§ **PROBLEM DESCRIPTION**
From the records that follow, copy every line in which "Opens" appears.

§ **DATA FOR ANALYSIS**
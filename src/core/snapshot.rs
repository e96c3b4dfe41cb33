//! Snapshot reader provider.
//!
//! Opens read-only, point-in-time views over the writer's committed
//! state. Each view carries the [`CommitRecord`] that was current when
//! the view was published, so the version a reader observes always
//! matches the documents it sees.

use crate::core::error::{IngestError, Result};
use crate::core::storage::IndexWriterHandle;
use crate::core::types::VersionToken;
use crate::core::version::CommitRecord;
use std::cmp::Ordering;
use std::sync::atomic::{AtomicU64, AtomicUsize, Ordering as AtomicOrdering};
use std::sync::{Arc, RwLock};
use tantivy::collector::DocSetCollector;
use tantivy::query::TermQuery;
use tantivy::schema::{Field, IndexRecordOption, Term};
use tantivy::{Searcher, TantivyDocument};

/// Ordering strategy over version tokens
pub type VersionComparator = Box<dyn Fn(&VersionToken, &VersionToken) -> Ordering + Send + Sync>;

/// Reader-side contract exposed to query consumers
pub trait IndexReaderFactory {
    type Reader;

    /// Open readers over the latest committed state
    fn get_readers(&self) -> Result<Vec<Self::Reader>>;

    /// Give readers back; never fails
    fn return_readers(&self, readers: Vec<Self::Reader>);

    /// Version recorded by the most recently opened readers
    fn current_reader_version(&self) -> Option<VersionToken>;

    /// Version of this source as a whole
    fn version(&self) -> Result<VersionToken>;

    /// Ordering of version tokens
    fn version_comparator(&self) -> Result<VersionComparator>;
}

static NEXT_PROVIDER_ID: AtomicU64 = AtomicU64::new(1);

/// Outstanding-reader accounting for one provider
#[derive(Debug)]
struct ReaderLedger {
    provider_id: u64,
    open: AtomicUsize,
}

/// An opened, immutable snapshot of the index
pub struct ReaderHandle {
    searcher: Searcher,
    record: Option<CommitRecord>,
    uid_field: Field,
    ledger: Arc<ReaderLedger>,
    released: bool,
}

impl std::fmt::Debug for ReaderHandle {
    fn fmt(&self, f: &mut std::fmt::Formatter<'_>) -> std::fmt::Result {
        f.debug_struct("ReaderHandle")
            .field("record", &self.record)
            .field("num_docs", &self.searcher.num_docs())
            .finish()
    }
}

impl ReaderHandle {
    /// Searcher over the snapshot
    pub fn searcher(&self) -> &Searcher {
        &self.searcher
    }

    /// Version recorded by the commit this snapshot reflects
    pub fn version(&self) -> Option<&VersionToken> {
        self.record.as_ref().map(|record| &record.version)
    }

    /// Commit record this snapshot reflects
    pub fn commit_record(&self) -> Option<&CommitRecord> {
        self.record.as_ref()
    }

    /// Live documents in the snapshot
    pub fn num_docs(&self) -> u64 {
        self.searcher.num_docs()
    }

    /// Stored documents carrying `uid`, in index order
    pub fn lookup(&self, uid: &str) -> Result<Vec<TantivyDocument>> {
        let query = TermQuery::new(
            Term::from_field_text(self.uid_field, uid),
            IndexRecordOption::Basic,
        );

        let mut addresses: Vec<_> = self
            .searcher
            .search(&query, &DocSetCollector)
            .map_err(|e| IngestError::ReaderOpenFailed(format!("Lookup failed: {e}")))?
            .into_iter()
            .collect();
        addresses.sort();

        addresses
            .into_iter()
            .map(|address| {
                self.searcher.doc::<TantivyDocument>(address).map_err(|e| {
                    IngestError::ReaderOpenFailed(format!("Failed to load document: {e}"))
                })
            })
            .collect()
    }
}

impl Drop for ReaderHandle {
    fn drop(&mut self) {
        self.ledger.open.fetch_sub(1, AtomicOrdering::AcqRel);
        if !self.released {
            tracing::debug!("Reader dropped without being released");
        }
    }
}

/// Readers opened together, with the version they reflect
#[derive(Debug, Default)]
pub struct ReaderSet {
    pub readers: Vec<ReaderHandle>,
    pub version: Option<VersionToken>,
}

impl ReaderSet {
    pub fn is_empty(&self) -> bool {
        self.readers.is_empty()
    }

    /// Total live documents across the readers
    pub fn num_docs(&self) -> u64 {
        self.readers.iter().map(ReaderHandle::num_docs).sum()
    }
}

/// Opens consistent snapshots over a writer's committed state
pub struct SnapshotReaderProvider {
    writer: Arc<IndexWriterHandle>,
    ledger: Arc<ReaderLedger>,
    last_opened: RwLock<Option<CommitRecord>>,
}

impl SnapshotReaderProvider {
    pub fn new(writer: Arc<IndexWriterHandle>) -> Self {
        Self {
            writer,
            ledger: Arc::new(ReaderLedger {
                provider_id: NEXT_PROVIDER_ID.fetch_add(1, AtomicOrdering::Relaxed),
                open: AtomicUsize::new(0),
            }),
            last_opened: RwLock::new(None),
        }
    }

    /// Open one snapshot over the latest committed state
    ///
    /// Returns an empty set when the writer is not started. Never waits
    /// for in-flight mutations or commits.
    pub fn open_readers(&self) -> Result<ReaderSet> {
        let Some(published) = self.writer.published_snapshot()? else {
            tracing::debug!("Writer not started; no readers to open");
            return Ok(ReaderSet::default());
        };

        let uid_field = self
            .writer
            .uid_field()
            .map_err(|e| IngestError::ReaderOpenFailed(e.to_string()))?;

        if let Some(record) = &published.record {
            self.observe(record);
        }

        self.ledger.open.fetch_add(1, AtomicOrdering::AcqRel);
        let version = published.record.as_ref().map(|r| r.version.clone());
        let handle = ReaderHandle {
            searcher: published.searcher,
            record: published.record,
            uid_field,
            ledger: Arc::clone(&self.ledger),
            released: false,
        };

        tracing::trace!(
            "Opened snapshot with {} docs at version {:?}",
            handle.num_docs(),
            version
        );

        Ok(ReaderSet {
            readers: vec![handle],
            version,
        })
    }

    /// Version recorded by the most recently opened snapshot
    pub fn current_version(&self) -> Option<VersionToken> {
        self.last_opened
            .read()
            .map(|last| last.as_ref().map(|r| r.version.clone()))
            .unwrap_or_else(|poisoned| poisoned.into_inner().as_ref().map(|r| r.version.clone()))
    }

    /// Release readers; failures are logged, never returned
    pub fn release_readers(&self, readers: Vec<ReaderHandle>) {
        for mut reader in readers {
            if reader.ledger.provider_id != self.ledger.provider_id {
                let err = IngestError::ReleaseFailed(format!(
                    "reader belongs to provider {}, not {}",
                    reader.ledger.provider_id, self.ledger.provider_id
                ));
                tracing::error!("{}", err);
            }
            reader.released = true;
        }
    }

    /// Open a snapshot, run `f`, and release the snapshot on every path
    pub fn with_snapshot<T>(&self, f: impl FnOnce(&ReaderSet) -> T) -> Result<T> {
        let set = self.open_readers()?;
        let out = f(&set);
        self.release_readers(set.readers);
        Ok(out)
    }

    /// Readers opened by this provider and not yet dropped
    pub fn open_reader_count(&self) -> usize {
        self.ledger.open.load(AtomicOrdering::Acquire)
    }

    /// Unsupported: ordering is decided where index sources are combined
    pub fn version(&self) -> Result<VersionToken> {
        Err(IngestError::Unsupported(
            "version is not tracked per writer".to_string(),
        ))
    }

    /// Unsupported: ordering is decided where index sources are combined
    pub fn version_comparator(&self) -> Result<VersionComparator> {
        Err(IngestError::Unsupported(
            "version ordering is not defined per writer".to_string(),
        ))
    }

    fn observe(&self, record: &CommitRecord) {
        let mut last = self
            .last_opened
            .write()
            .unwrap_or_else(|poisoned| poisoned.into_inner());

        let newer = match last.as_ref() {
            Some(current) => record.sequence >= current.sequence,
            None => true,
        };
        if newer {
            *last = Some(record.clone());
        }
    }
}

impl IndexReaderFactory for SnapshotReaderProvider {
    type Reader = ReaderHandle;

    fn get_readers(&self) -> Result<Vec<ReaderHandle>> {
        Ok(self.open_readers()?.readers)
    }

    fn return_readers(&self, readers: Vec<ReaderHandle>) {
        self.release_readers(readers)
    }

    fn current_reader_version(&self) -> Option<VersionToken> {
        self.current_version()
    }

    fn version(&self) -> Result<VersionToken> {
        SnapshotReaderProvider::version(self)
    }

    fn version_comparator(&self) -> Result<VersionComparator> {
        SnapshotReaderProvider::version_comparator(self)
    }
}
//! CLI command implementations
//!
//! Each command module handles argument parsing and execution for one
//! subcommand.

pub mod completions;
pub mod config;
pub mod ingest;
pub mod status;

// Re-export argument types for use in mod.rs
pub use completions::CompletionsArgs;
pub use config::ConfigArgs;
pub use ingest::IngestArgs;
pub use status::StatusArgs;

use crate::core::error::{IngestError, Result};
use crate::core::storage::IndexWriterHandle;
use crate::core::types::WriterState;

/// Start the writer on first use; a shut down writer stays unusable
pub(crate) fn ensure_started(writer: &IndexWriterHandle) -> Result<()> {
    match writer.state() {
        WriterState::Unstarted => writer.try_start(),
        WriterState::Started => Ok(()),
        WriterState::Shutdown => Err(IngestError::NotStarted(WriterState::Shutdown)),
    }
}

§ **OUTPUT OF THE TASK**
//! Opens read-only, point-in-time views over the writer's committed
/// Opens consistent snapshots over a writer's committed state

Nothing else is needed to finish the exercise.